TPOって?

 今回は、いつもよりちょっと難しめのエントリだ。たまには、いいかも。

 今日は、同じ会社のDeafと集まっての飲み会。そこで出てきた話題の1つが、TPOだ。これは、Time, Place, Occasionの頭文字を集めたモノで、時と場所と場合を考えて行動するという意味だ。Deafは、これが苦手な事が多く、大事な場面でなかなかスムーズにコミュニケーションできないことが多い。コミュニケーションをするには、背景や状況などをおさえて、キーとなる情報を持っていることが重要なんだけど、これがスムーズにできるのは、なかなか難しい。

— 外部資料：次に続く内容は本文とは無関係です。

//! Read-side resolution of the shift actually in effect for a cell.
//!
//! Nothing here touches storage; results are recomputed for every query.

use crate::{
    dates::IsoDate,
    models::swap::{SwapRequest, SwapStatus},
};

/// First accepted swap on `date` that involves `employee_code`.
pub fn accepted_swap_for<'a>(
    employee_code: &str,
    date: &IsoDate,
    swaps: &'a [SwapRequest],
) -> Option<&'a SwapRequest> {
    swaps
        .iter()
        .find(|swap| swap.status == SwapStatus::Accepted && swap.applies_to(employee_code, date))
}

/// Shift code in effect for `employee_code` on `date`.
///
/// The first matching accepted swap wins: the from-side receives the
/// swap's `to_shift`, the to-side its `from_shift`. Without a match the
/// base shift is returned unchanged.
pub fn effective_shift<'a>(
    base_shift: &'a str,
    employee_code: &str,
    date: &IsoDate,
    swaps: &'a [SwapRequest],
) -> &'a str {
    match accepted_swap_for(employee_code, date, swaps) {
        Some(swap) if swap.from_employee_code == employee_code => &swap.to_shift,
        Some(swap) => &swap.from_shift,
        None => base_shift,
    }
}

/// Pending swap that a cell currently showing `current_shift` takes part in.
///
/// Matching also compares the shift code captured on the swap, so a swap
/// proposed against a different shift code no longer shows up.
pub fn pending_swap_for_cell<'a>(
    employee_code: &str,
    date: &IsoDate,
    current_shift: &str,
    swaps: &'a [SwapRequest],
) -> Option<&'a SwapRequest> {
    swaps.iter().find(|swap| {
        swap.status == SwapStatus::Pending
            && swap.date == *date
            && ((swap.from_employee_code == employee_code && swap.from_shift == current_shift)
                || (swap.to_employee_code == employee_code && swap.to_shift == current_shift))
    })
}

 これまで、色々考えた中で、一番しっくりと来るのは、日本は、ハイコンテキスト社会であるため、Deafにとって、コミュニケーションしづらい・働きづらい社会なのではないかという考えだ。これは、コミュニケーションの不得手な聴者にも同じ事が当てはまると思った。

 以下のエントリが大変参考になると思う。

2005-08-25

 ハイコンテクストについては、以下のように説明されている。

 ハイコンテクストとかローコンテクストとかいう時の、コミュニケーションにおける「コンテクスト」とはどのようなものを指しているのか。先の「コミュニケーション学 その展望と視点」(ISBN:775400312)からもう一度借りれば、

「できごとを取り巻く情報であり、そのできごとの意味と密接に結びついているものである」

ということであり、加えて「静的な文化のコンテクスト」と「動的な状況のコンテクスト」の2つがあると同書ではまとめている。どうやら「空気」について考えるには、この辺りをもう少し掘り下げる必要がありそうである。具体的には、図2のように、コミュニケーションコンテクストは、時間の長さや空間の広さの違いによる多層構造を持っているもの、と考えられる。

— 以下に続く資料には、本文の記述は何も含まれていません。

use axum::http::StatusCode;
use pretty_assertions::assert_eq;
use serde_json::Value;
use shiftswap_core::{
    models::{
        notification::{NotificationKind, NotificationListResponse},
        schedule::{EffectiveShiftResponse, WeekView},
        swap::{SwapHistoryResponse, SwapRequest, SwapResponse, SwapStatus},
    },
    refresh::RefreshTrigger,
};
use shiftswap_api::events::SwapEvent;
use uuid::Uuid;

use crate::test_utils::{MONDAY, TUESDAY, TestContext, WEEK, as_admin, as_employee, swap_body};

async fn request_as_bo(ctx: &TestContext) -> SwapRequest {
    let response = as_employee(ctx.server.post("/api/swaps"), "user-bo", "BO")
        .json(&swap_body(("BO", MONDAY), ("AA", MONDAY)))
        .await;
    response.assert_status_ok();
    response
        .json::<SwapResponse>()
        .swap
        .expect("created swap")
}

#[tokio::test]
async fn test_admin_swap_applies_immediately() {
    let ctx = TestContext::with_week().await;

    let response = as_admin(ctx.server.post("/api/swaps"))
        .json(&swap_body(("BO", MONDAY), ("AA", MONDAY)))
        .await;

    response.assert_status_ok();
    let swap = response.json::<SwapResponse>().swap.unwrap();
    assert_eq!(swap.status, SwapStatus::Accepted);
    assert_eq!(swap.from_shift, "8.00");
    assert_eq!(swap.to_shift, "11.30");

    let view: WeekView = as_admin(ctx.server.get("/api/schedule"))
        .add_query_param("week_start_date", WEEK)
        .await
        .json();
    let monday = |row: usize| view.rows[row].cells[MONDAY - 1].clone();
    assert_eq!(monday(0).effective_shift, "11.30");
    assert_eq!(monday(1).effective_shift, "8.00");
    assert!(monday(0).swapped);
    assert_eq!(monday(2).effective_shift, "NL");

    for (employee, expected) in [("BO", "11.30"), ("AA", "8.00")] {
        let lookup: EffectiveShiftResponse = as_admin(ctx.server.get("/api/schedule/effective"))
            .add_query_param("employee_code", employee)
            .add_query_param("date", "13/05/2024")
            .await
            .json();
        assert_eq!(lookup.effective_shift, expected);
    }

    let inbox: NotificationListResponse =
        as_employee(ctx.server.get("/api/notifications"), "user-aa", "AA")
            .await
            .json();
    assert_eq!(inbox.notifications.len(), 1);
    assert_eq!(inbox.notifications[0].kind, NotificationKind::SwapApplied);
}

#[tokio::test]
async fn test_pending_swap_lifecycle() {
    let ctx = TestContext::with_week().await;
    let swap = request_as_bo(&ctx).await;
    assert_eq!(swap.status, SwapStatus::Pending);

    // The pending request does not change anyone's shift yet
    let view: WeekView = as_admin(ctx.server.get("/api/schedule")).await.json();
    assert_eq!(view.rows[0].cells[MONDAY - 1].effective_shift, "8.00");
    assert_eq!(view.rows[0].cells[MONDAY - 1].pending_swap_id, Some(swap.id));

    // Only the counterpart may answer
    let response = as_employee(
        ctx.server.post(&format!("/api/swaps/{}/accept", swap.id)),
        "user-bo",
        "BO",
    )
    .await;
    assert_eq!(response.status_code(), StatusCode::FORBIDDEN);

    let response = as_employee(
        ctx.server.post(&format!("/api/swaps/{}/accept", swap.id)),
        "user-aa",
        "AA",
    )
    .await;
    response.assert_status_ok();
    let accepted = response.json::<SwapResponse>().swap.unwrap();
    assert_eq!(accepted.status, SwapStatus::Accepted);

    let view: WeekView = as_admin(ctx.server.get("/api/schedule")).await.json();
    assert_eq!(view.rows[0].cells[MONDAY - 1].effective_shift, "11.30");
    assert_eq!(view.rows[1].cells[MONDAY - 1].effective_shift, "8.00");

    // Terminal swaps cannot move again
    let response = as_employee(
        ctx.server.post(&format!("/api/swaps/{}/cancel", swap.id)),
        "user-bo",
        "BO",
    )
    .await;
    assert_eq!(response.status_code(), StatusCode::CONFLICT);

    let inbox: NotificationListResponse =
        as_employee(ctx.server.get("/api/notifications"), "user-bo", "BO")
            .await
            .json();
    assert_eq!(inbox.notifications[0].kind, NotificationKind::SwapAccepted);
}

#[tokio::test]
async fn test_requester_can_cancel() {
    let ctx = TestContext::with_week().await;
    let swap = request_as_bo(&ctx).await;

    let response = as_employee(
        ctx.server.post(&format!("/api/swaps/{}/cancel", swap.id)),
        "user-bo",
        "BO",
    )
    .await;

    response.assert_status_ok();
    assert_eq!(
        response.json::<SwapResponse>().swap.unwrap().status,
        SwapStatus::Cancelled
    );
}

#[tokio::test]
async fn test_unrelated_employee_cannot_reject() {
    let ctx = TestContext::with_week().await;
    let swap = request_as_bo(&ctx).await;

    let response = as_employee(
        ctx.server.post(&format!("/api/swaps/{}/reject", swap.id)),
        "user-ca",
        "CA",
    )
    .await;

    assert_eq!(response.status_code(), StatusCode::FORBIDDEN);
}

#[tokio::test]
async fn test_responding_to_missing_swap_returns_null() {
    let ctx = TestContext::with_week().await;

    let response = as_admin(
        ctx.server
            .post(&format!("/api/swaps/{}/accept", Uuid::new_v4())),
    )
    .await;

    response.assert_status_ok();
    assert_eq!(response.json::<Value>()["swap"], Value::Null);
}

#[tokio::test]
async fn test_employee_cannot_swap_across_dates() {
    let ctx = TestContext::with_week().await;

    let response = as_employee(ctx.server.post("/api/swaps"), "user-aa", "AA")
        .json(&swap_body(("AA", TUESDAY), ("BO", MONDAY)))
        .await;

    assert_eq!(response.status_code(), StatusCode::FORBIDDEN);
}

#[tokio::test]
async fn test_employee_must_start_from_own_cell() {
    let ctx = TestContext::with_week().await;

    let response = as_employee(ctx.server.post("/api/swaps"), "user-ca", "CA")
        .json(&swap_body(("BO", MONDAY), ("AA", MONDAY)))
        .await;

    assert_eq!(response.status_code(), StatusCode::FORBIDDEN);
}

#[tokio::test]
async fn test_employee_cannot_swap_rest_day() {
    let ctx = TestContext::with_week().await;

    let response = as_employee(ctx.server.post("/api/swaps"), "user-bo", "BO")
        .json(&swap_body(("BO", TUESDAY), ("AA", TUESDAY)))
        .await;

    assert_eq!(response.status_code(), StatusCode::FORBIDDEN);
}

#[tokio::test]
async fn test_history_is_deduplicated_and_filtered_by_week() {
    let ctx = TestContext::with_week().await;
    let first = request_as_bo(&ctx).await;
    as_employee(
        ctx.server.post(&format!("/api/swaps/{}/cancel", first.id)),
        "user-bo",
        "BO",
    )
    .await
    .assert_status_ok();
    let second = request_as_bo(&ctx).await;

    let history: SwapHistoryResponse = as_admin(ctx.server.get("/api/swaps"))
        .add_query_param("week_start_date", WEEK)
        .await
        .json();
    assert_eq!(history.swaps.len(), 1);
    assert_eq!(history.swaps[0].id, second.id);

    let other_week: SwapHistoryResponse = as_admin(ctx.server.get("/api/swaps"))
        .add_query_param("week_start_date", "2024-05-19")
        .await
        .json();
    assert!(other_week.swaps.is_empty());
}

#[tokio::test]
async fn test_upload_clears_swaps_and_notifications() {
    let ctx = TestContext::with_week().await;
    request_as_bo(&ctx).await;
    assert_eq!(ctx.store.notification_count().await, 1);

    as_admin(ctx.server.post("/api/schedule/upload"))
        .json(&crate::test_utils::week_document("2024-05-19"))
        .await
        .assert_status_ok();

    let history: SwapHistoryResponse = as_admin(ctx.server.get("/api/swaps")).await.json();
    assert!(history.swaps.is_empty());
    assert_eq!(ctx.store.notification_count().await, 0);
}

#[tokio::test]
async fn test_mutations_publish_refresh() {
    let ctx = TestContext::with_week().await;
    let mut rx = ctx.state.events.subscribe();

    request_as_bo(&ctx).await;

    match rx.recv().await.unwrap() {
        SwapEvent::Refresh { trigger, .. } => assert_eq!(trigger, RefreshTrigger::Mutation),
        other => panic!("unexpected event {other:?}"),
    }
}

#[tokio::test]
async fn test_same_cell_twice_creates_nothing() {
    let ctx = TestContext::with_week().await;
    let mut rx = ctx.state.events.subscribe();

    let response = as_employee(ctx.server.post("/api/swaps"), "user-bo", "BO")
        .json(&swap_body(("BO", MONDAY), ("BO", MONDAY)))
        .await;

    response.assert_status_ok();
    let json = response.json::<Value>();
    assert_eq!(json["swap"], Value::Null);
    assert!(rx.try_recv().is_err());

    let history: SwapHistoryResponse = as_admin(ctx.server.get("/api/swaps")).await.json();
    assert!(history.swaps.is_empty());
}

 また、これが、白黒をはっきりさせることを好まない曖昧な社会を形成していることにつながっているのではないかと思う。このため、「静的な文化のコンテクスト」と「動的な状況のコンテクスト」をおさえる高度なコミュニケーション能力が求められている。これは、断片的な情報の固まりだけでは、得ることができず、一聞(一見)無意味な情報の連鎖の中に隠されている事が多いように感じている。この細かな情報を得ることは、現在の聴能教育や、口話教育では、とうていマスターすることは出来ないと考えている。社会へ出て行って、聴者との付き合いの中で覚えていくしかないかなと考えている。なかなか難しい課題である。